● Raw data:
use mongodb::options::ClientOptions;

use super::error::{MongoDaoError, MongoResult};

const DEFAULT_DATABASE: &str = "party_queue";

#[derive(Clone)]
pub struct MongoConfig {
    pub options: ClientOptions,
    pub database_name: String,
}

impl MongoConfig {
    pub async fn from_uri(uri: &str, db_name: Option<&str>) -> MongoResult<Self> {
        let database_name = db_name.unwrap_or(DEFAULT_DATABASE).to_owned();
        let options =
            ClientOptions::parse(uri)
                .await
                .map_err(|source| MongoDaoError::InvalidUri {
                    uri: uri.to_owned(),
                    source,
                })?;

        Ok(Self {
            options,
            database_name,
        })
    }

    /// Read `MONGO_URI` (required) and `MONGO_DB` (optional) from the environment.
    pub async fn from_env() -> MongoResult<Self> {
        let uri = std::env::var("MONGO_URI")
            .map_err(|_| MongoDaoError::MissingEnvVar { var: "MONGO_URI" })?;
        let db = std::env::var("MONGO_DB").ok();
        Self::from_uri(&uri, db.as_deref()).await
    }
}
//! Error types shared by the MongoDB storage implementation.

use mongodb::error::Error as MongoError;
use thiserror::Error;

/// Convenient result alias returning [`MongoDaoError`] failures.
pub type MongoResult<T> = Result<T, MongoDaoError>;

/// Failures that can occur while interacting with MongoDB.
#[derive(Debug, Error)]
pub enum MongoDaoError {
    #[error("missing MongoDB environment variable `{var}`")]
    MissingEnvVar { var: &'static str },
    #[error("failed to parse MongoDB connection URI `{uri}`")]
    InvalidUri {
        uri: String,
        #[source]
        source: MongoError,
    },
    #[error("failed to build MongoDB client from options")]
    ClientConstruction {
        #[source]
        source: MongoError,
    },
    #[error("database `{database}` did not answer the initial ping")]
    InitialPing {
        database: String,
        #[source]
        source: MongoError,
    },
    #[error("MongoDB ping health check failed")]
    HealthPing {
        #[source]
        source: MongoError,
    },
    #[error("failed to ensure index `{index}` on collection `{collection}`")]
    EnsureIndex {
        collection: &'static str,
        index: &'static str,
        #[source]
        source: MongoError,
    },
    #[error("failed to write {collection} document `{id}`")]
    Write {
        collection: &'static str,
        id: String,
        #[source]
        source: MongoError,
    },
    #[error("MongoDB transaction failed")]
    Transaction {
        #[source]
        source: MongoError,
    },
    #[error("failed to read from collection `{collection}`")]
    Read {
        collection: &'static str,
        #[source]
        source: MongoError,
    },
    #[error("invalid identifier `{value}` stored in collection `{collection}`")]
    InvalidId {
        collection: &'static str,
        value: String,
    },
}
use utoipa::OpenApi;

#[derive(OpenApi)]
/// Aggregated OpenAPI specification for the party queue backend.
#[openapi(
    paths(
        crate::routes::health::healthcheck,
        crate::routes::parties::create_party,
        crate::routes::parties::get_party,
        crate::routes::parties::join_party,
        crate::routes::parties::add_song,
        crate::routes::parties::advance,
        crate::routes::parties::end_party,
        crate::routes::songs::cast_vote,
        crate::routes::catalog::search,
        crate::routes::websocket::ws_handler,
    ),
    components(
        schemas(
            crate::error::ErrorBody,
            crate::dto::health::HealthResponse,
            crate::dto::party::CreatePartyRequest,
            crate::dto::party::JoinPartyRequest,
            crate::dto::party::AddSongRequest,
            crate::dto::party::CastVoteRequest,
            crate::dto::party::HostActionRequest,
            crate::dto::party::PartyStatusDto,
            crate::dto::party::ParticipantSummary,
            crate::dto::party::SongSummary,
            crate::dto::party::ScoredSong,
            crate::dto::party::PartySummary,
            crate::dto::party::VoteSummary,
            crate::dto::party::CreatePartyResponse,
            crate::dto::party::PartyResponse,
            crate::dto::party::JoinPartyResponse,
            crate::dto::party::AddSongResponse,
            crate::dto::party::CastVoteResponse,
            crate::dto::party::AdvanceResponse,
            crate::dto::party::StandingsResponse,
            crate::dto::catalog::TrackSummary,
            crate::dto::catalog::CatalogSearchResponse,
            crate::dto::ws::JoinRoom,
            crate::dto::ws::ServerEvent,
            crate::dto::events::PartyStateEvent,
            crate::dto::events::ParticipantJoinedEvent,
            crate::dto::events::ParticipantLeftEvent,
            crate::dto::events::QueueUpdatedEvent,
            crate::dto::events::SongPlayingEvent,
            crate::dto::events::PartyEndedEvent,
            crate::dto::events::ErrorEvent,
        )
    ),
    tags(
        (name = "health", description = "Health check endpoints"),
        (name = "parties", description = "Party lifecycle and song queue"),
        (name = "songs", description = "Voting on queued songs"),
        (name = "catalog", description = "Music catalog search"),
        (name = "rooms", description = "WebSocket push channel per party"),
    )
)]
pub struct ApiDoc;
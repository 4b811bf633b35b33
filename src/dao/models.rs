use serde::{Deserialize, Serialize};
use std::time::SystemTime;
use uuid::Uuid;

/// Persisted lifecycle status of a party.
#[derive(Debug, Clone, Copy, Serialize, Deserialize, PartialEq, Eq)]
#[serde(rename_all = "snake_case")]
pub enum PartyStatusEntity {
    Waiting,
    Active,
    Ended,
}

/// Root aggregate describing a party; participants, songs and votes hang off its id.
#[derive(Debug, Clone, Serialize, Deserialize, PartialEq, Eq)]
pub struct PartyEntity {
    /// Primary key of the party.
    pub id: Uuid,
    /// Short shareable code, unique across parties.
    pub code: String,
    /// Display name of the party.
    pub name: String,
    /// Lifecycle status (only ever moves forward).
    pub status: PartyStatusEntity,
    /// Optional cap on the total number of songs in the queue.
    pub max_songs: Option<u32>,
    /// Optional cap on the number of songs each participant can add.
    pub songs_per_person: Option<u32>,
    /// Optional cap on the number of non-spectator participants.
    pub max_participants: Option<u32>,
    /// Song currently playing, set by the advance operation.
    pub current_song_id: Option<Uuid>,
    /// Monotonic counter bumped on every lifecycle transition.
    pub version: u64,
    /// Creation timestamp for auditing/debugging.
    pub created_at: SystemTime,
    /// Last time the party entity was updated.
    pub updated_at: SystemTime,
}

/// Member of a party, either the host, a regular participant or a spectator.
#[derive(Debug, Clone, Serialize, Deserialize, PartialEq, Eq)]
pub struct ParticipantEntity {
    pub id: Uuid,
    pub party_id: Uuid,
    pub display_name: String,
    pub is_host: bool,
    pub is_spectator: bool,
    pub joined_at: SystemTime,
}

/// Song queued in a party.
#[derive(Debug, Clone, Serialize, Deserialize, PartialEq, Eq)]
pub struct SongEntity {
    pub id: Uuid,
    pub party_id: Uuid,
    /// Identifier of the track in the external music catalog.
    pub catalog_id: String,
    pub title: String,
    pub artist: String,
    pub artwork_url: String,
    pub preview_url: Option<String>,
    pub duration_ms: u64,
    /// Participant who added the song.
    pub added_by_id: Uuid,
    /// Zero-based insertion index, unique within the party.
    pub queue_position: u32,
    /// When the song started playing; never cleared once set.
    pub played_at: Option<SystemTime>,
    pub created_at: SystemTime,
}

/// Vote of a participant on a song, unique per (song, participant).
#[derive(Debug, Clone, Serialize, Deserialize, PartialEq, Eq)]
pub struct VoteEntity {
    pub party_id: Uuid,
    pub song_id: Uuid,
    pub participant_id: Uuid,
    /// Either `1` or `-1`.
    pub value: i8,
    pub updated_at: SystemTime,
}
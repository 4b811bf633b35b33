use axum::{
    Json, Router,
    extract::State,
    routing::{get, post},
};

use crate::{
    dto::party::{
        AddSongRequest, AddSongResponse, AdvanceResponse, CreatePartyRequest,
        CreatePartyResponse, HostActionRequest, JoinPartyRequest, JoinPartyResponse,
        PartyResponse, StandingsResponse,
    },
    error::{AppError, ErrorBody},
    routes::extract::{AppJson, AppPath},
    services::party_service,
    state::SharedState,
};

/// Routes handling the party lifecycle and its queue.
pub fn router() -> Router<SharedState> {
    Router::new()
        .route("/parties", post(create_party))
        .route("/parties/{code}", get(get_party))
        .route("/parties/{code}/join", post(join_party))
        .route("/parties/{code}/songs", post(add_song))
        .route("/parties/{code}/next", post(advance))
        .route("/parties/{code}/end", post(end_party))
}

/// Open a new party; the caller becomes its host.
#[utoipa::path(
    post,
    path = "/api/parties",
    tag = "parties",
    request_body = CreatePartyRequest,
    responses(
        (status = 200, description = "Party created", body = CreatePartyResponse),
        (status = 400, description = "Invalid payload", body = ErrorBody)
    )
)]
pub async fn create_party(
    State(state): State<SharedState>,
    AppJson(payload): AppJson<CreatePartyRequest>,
) -> Result<Json<CreatePartyResponse>, AppError> {
    let response = party_service::create_party(&state, payload).await?;
    Ok(Json(response))
}

/// Party with its participants and queue. Vote counts stay hidden.
#[utoipa::path(
    get,
    path = "/api/parties/{code}",
    tag = "parties",
    params(("code" = String, Path, description = "Party code")),
    responses(
        (status = 200, description = "Party found", body = PartyResponse),
        (status = 404, description = "Unknown party", body = ErrorBody)
    )
)]
pub async fn get_party(
    State(state): State<SharedState>,
    AppPath(code): AppPath<String>,
) -> Result<Json<PartyResponse>, AppError> {
    let response = party_service::get_party(&state, &code).await?;
    Ok(Json(response))
}

#[utoipa::path(
    post,
    path = "/api/parties/{code}/join",
    tag = "parties",
    params(("code" = String, Path, description = "Party code")),
    request_body = JoinPartyRequest,
    responses(
        (status = 200, description = "Participant admitted", body = JoinPartyResponse),
        (status = 400, description = "Display name missing", body = ErrorBody),
        (status = 404, description = "Unknown party", body = ErrorBody),
        (status = 409, description = "Party has ended", body = ErrorBody)
    )
)]
/// Join a party, as a spectator once the participant cap is reached.
pub async fn join_party(
    State(state): State<SharedState>,
    AppPath(code): AppPath<String>,
    AppJson(payload): AppJson<JoinPartyRequest>,
) -> Result<Json<JoinPartyResponse>, AppError> {
    let response = party_service::join_party(&state, &code, payload).await?;
    Ok(Json(response))
}

#[utoipa::path(
    post,
    path = "/api/parties/{code}/songs",
    tag = "parties",
    params(("code" = String, Path, description = "Party code")),
    request_body = AddSongRequest,
    responses(
        (status = 200, description = "Song queued", body = AddSongResponse),
        (status = 400, description = "Invalid track", body = ErrorBody),
        (status = 403, description = "Caller is not a regular member", body = ErrorBody),
        (status = 404, description = "Unknown party", body = ErrorBody),
        (status = 409, description = "Party ended or a queue cap was reached", body = ErrorBody)
    )
)]
/// Append a song to the queue.
pub async fn add_song(
    State(state): State<SharedState>,
    AppPath(code): AppPath<String>,
    AppJson(payload): AppJson<AddSongRequest>,
) -> Result<Json<AddSongResponse>, AppError> {
    let response = party_service::add_song(&state, &code, payload).await?;
    Ok(Json(response))
}

#[utoipa::path(
    post,
    path = "/api/parties/{code}/next",
    tag = "parties",
    params(("code" = String, Path, description = "Party code")),
    request_body = HostActionRequest,
    responses(
        (status = 200, description = "Next song started or party ended", body = AdvanceResponse),
        (status = 403, description = "Caller is not the host", body = ErrorBody),
        (status = 404, description = "Unknown party", body = ErrorBody),
        (status = 409, description = "Party has ended", body = ErrorBody)
    )
)]
/// Host-only: start the next unplayed song, ending the party when none is left.
pub async fn advance(
    State(state): State<SharedState>,
    AppPath(code): AppPath<String>,
    AppJson(payload): AppJson<HostActionRequest>,
) -> Result<Json<AdvanceResponse>, AppError> {
    let response = party_service::advance(&state, &code, payload.participant_id).await?;
    Ok(Json(response))
}

#[utoipa::path(
    post,
    path = "/api/parties/{code}/end",
    tag = "parties",
    params(("code" = String, Path, description = "Party code")),
    request_body = HostActionRequest,
    responses(
        (status = 200, description = "Final standings", body = StandingsResponse),
        (status = 403, description = "Caller is not the host", body = ErrorBody),
        (status = 404, description = "Unknown party", body = ErrorBody),
        (status = 409, description = "Party has ended", body = ErrorBody)
    )
)]
/// Host-only: end the party now.
pub async fn end_party(
    State(state): State<SharedState>,
    AppPath(code): AppPath<String>,
    AppJson(payload): AppJson<HostActionRequest>,
) -> Result<Json<StandingsResponse>, AppError> {
    let response = party_service::end_party(&state, &code, payload.participant_id).await?;
    Ok(Json(response))
}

● Directions for this task:
Read the data above. Pull out each line in which the string "JoinPartyResponse" appears.

● Result:
            crate::dto::party::JoinPartyResponse,
        CreatePartyResponse, HostActionRequest, JoinPartyRequest, JoinPartyResponse,
        (status = 200, description = "Participant admitted", body = JoinPartyResponse),
) -> Result<Json<JoinPartyResponse>, AppError> {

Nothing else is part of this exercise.